FUKUSHIMA, Japan — Emergency workers racing to cool dangerously overheated uranium fuel scrambled Saturday to connect Japan’s crippled reactors to a new power line, with electricians fighting tsunami-shattered equipment to restart the complex’s cooling systems.

Though the power line reached the complex Friday, making the final link without setting off a spark and potentially an explosion means methodically working through badly damaged and deeply complex electrical systems at the Fukushima Dai-ichi plant on Japan’s northeast coast.

“Most of the motors and switchboards were submerged by the tsunami and they cannot be used,” said Hidehiko Nishiyama of Japan’s Nuclear and Industrial Safety Agency.

Operators of the plant, which have prompted global worries of radiation leaks, hope to have power reconnected to four of the complex’s six units on Saturday, and another on Sunday. However, even once the power is reconnected, it is not clear if the cooling systems will still work.

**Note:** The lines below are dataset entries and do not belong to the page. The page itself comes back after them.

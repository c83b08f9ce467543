use thiserror::Error;

use crate::model::Difficulty;

#[derive(Debug, Error, Clone, PartialEq, Eq)]
#[non_exhaustive]
pub enum SettingsError {
    #[error("question counts must be > 0")]
    InvalidQuestionCount,

    #[error("max question count ({max}) is below a default count ({default})")]
    MaxBelowDefault { max: u32, default: u32 },

    #[error("persist attempts must be > 0")]
    InvalidPersistAttempts,

    #[error("tick interval must be > 0")]
    InvalidTickInterval,
}

/// Tunables for starting and running quiz sessions.
#[derive(Debug, Clone, PartialEq, Eq)]
pub struct QuizSettings {
    easy_count: u32,
    medium_count: u32,
    hard_count: u32,
    fallback_count: u32,
    max_question_count: u32,
    persist_attempts: u32,
    persist_backoff_ms: u64,
    tick_millis: u64,
}

impl QuizSettings {
    /// Build custom settings.
    ///
    /// # Errors
    ///
    /// Returns `SettingsError` if any count, the attempt budget or the tick is
    /// zero, or if the cap is below one of the per-difficulty defaults.
    #[allow(clippy::too_many_arguments)]
    pub fn new(
        easy_count: u32,
        medium_count: u32,
        hard_count: u32,
        fallback_count: u32,
        max_question_count: u32,
        persist_attempts: u32,
        persist_backoff_ms: u64,
        tick_millis: u64,
    ) -> Result<Self, SettingsError> {
        let defaults = [easy_count, medium_count, hard_count, fallback_count];
        if defaults.contains(&0) || max_question_count == 0 {
            return Err(SettingsError::InvalidQuestionCount);
        }
        if let Some(default) = defaults.into_iter().find(|c| *c > max_question_count) {
            return Err(SettingsError::MaxBelowDefault {
                max: max_question_count,
                default,
            });
        }
        if persist_attempts == 0 {
            return Err(SettingsError::InvalidPersistAttempts);
        }
        if tick_millis == 0 {
            return Err(SettingsError::InvalidTickInterval);
        }

        Ok(Self {
            easy_count,
            medium_count,
            hard_count,
            fallback_count,
            max_question_count,
            persist_attempts,
            persist_backoff_ms,
            tick_millis,
        })
    }

    /// Recommended session length for a difficulty filter.
    #[must_use]
    pub fn default_count(&self, difficulty: Option<Difficulty>) -> u32 {
        match difficulty {
            Some(Difficulty::Easy) => self.easy_count,
            Some(Difficulty::Medium) => self.medium_count,
            Some(Difficulty::Hard) => self.hard_count,
            Some(Difficulty::Expert) | None => self.fallback_count,
        }
    }

    /// Resolve the number of questions to request, capped at the maximum.
    #[must_use]
    pub fn resolve_count(&self, requested: Option<u32>, difficulty: Option<Difficulty>) -> u32 {
        requested
            .unwrap_or_else(|| self.default_count(difficulty))
            .min(self.max_question_count)
    }

    #[must_use]
    pub fn max_question_count(&self) -> u32 {
        self.max_question_count
    }

    #[must_use]
    pub fn persist_attempts(&self) -> u32 {
        self.persist_attempts
    }

    #[must_use]
    pub fn persist_backoff_ms(&self) -> u64 {
        self.persist_backoff_ms
    }

    #[must_use]
    pub fn tick_millis(&self) -> u64 {
        self.tick_millis
    }
}

impl Default for QuizSettings {
    fn default() -> Self {
        Self {
            easy_count: 10,
            medium_count: 15,
            hard_count: 20,
            fallback_count: 10,
            max_question_count: 50,
            persist_attempts: 3,
            persist_backoff_ms: 200,
            tick_millis: 1_000,
        }
    }
}

#[cfg(test)]
mod tests {
    use super::*;

    #[test]
    fn defaults_follow_difficulty() {
        let settings = QuizSettings::default();
        assert_eq!(settings.default_count(Some(Difficulty::Easy)), 10);
        assert_eq!(settings.default_count(Some(Difficulty::Medium)), 15);
        assert_eq!(settings.default_count(Some(Difficulty::Hard)), 20);
        assert_eq!(settings.default_count(Some(Difficulty::Expert)), 10);
        assert_eq!(settings.default_count(None), 10);
    }

    #[test]
    fn requested_count_is_capped() {
        let settings = QuizSettings::default();
        assert_eq!(settings.resolve_count(Some(80), None), 50);
        assert_eq!(settings.resolve_count(Some(8), Some(Difficulty::Hard)), 8);
        assert_eq!(settings.resolve_count(None, Some(Difficulty::Medium)), 15);
    }

    #[test]
    fn invalid_settings_are_rejected() {
        assert_eq!(
            QuizSettings::new(0, 15, 20, 10, 50, 3, 200, 1_000).unwrap_err(),
            SettingsError::InvalidQuestionCount
        );
        assert_eq!(
            QuizSettings::new(10, 15, 20, 10, 12, 3, 200, 1_000).unwrap_err(),
            SettingsError::MaxBelowDefault {
                max: 12,
                default: 15
            }
        );
        assert_eq!(
            QuizSettings::new(10, 15, 20, 10, 50, 0, 200, 1_000).unwrap_err(),
            SettingsError::InvalidPersistAttempts
        );
        assert_eq!(
            QuizSettings::new(10, 15, 20, 10, 50, 3, 200, 0).unwrap_err(),
            SettingsError::InvalidTickInterval
        );
    }
}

The storage pools need a constant source of cooling water. Even when removed from reactors, uranium rods are still extremely hot and must be cooled for months, possibly longer, to prevent them from heating up again and emitting radioactivity.

Along the northeast coastline, meanwhile, where the tsunami killed thousands of people and obliterated entire villages, rescuers pulled a man alive from a wrecked house eight days after a massive 9.0-magnitude earthquake began the cascade of catastrophes.

He was too weak to talk and transferred immediately to a hospital, a military official said, declining to be named because he was not authorized to speak with reporters. Japanese media reports said, however, that the man returned to the house a week after the disaster and was trapped only for one day.

As Japan crossed the one-week mark since the twin natural disasters spawned the nuclear crisis, the Japanese government conceded Friday it was slow to respond and welcomed ever-growing help from the United States in hopes of preventing a complete meltdown at the Fukushima Dai-ichi power plant.

The natural disasters claimed more than 7,200 lives, with many thousands more missing.

Emergency crews at the nuclear plant faced two continuing challenges: cooling the nuclear fuel in reactors where energy is generated and cooling the adjacent pools where thousands of used nuclear fuel rods are stored in water.

“In hindsight, we could have moved a little quicker in assessing the situation and coordinating all that information and provided it faster,” Chief Cabinet Secretary Yukio Edano said Friday.

Also Friday, Japan’s government raised the accident classification for the nuclear crisis from Level 4 to Level 5 on a seven-level international scale. That put it on a par with the Three Mile Island accident in Pennsylvania in 1979, and signified its consequences went beyond the local area.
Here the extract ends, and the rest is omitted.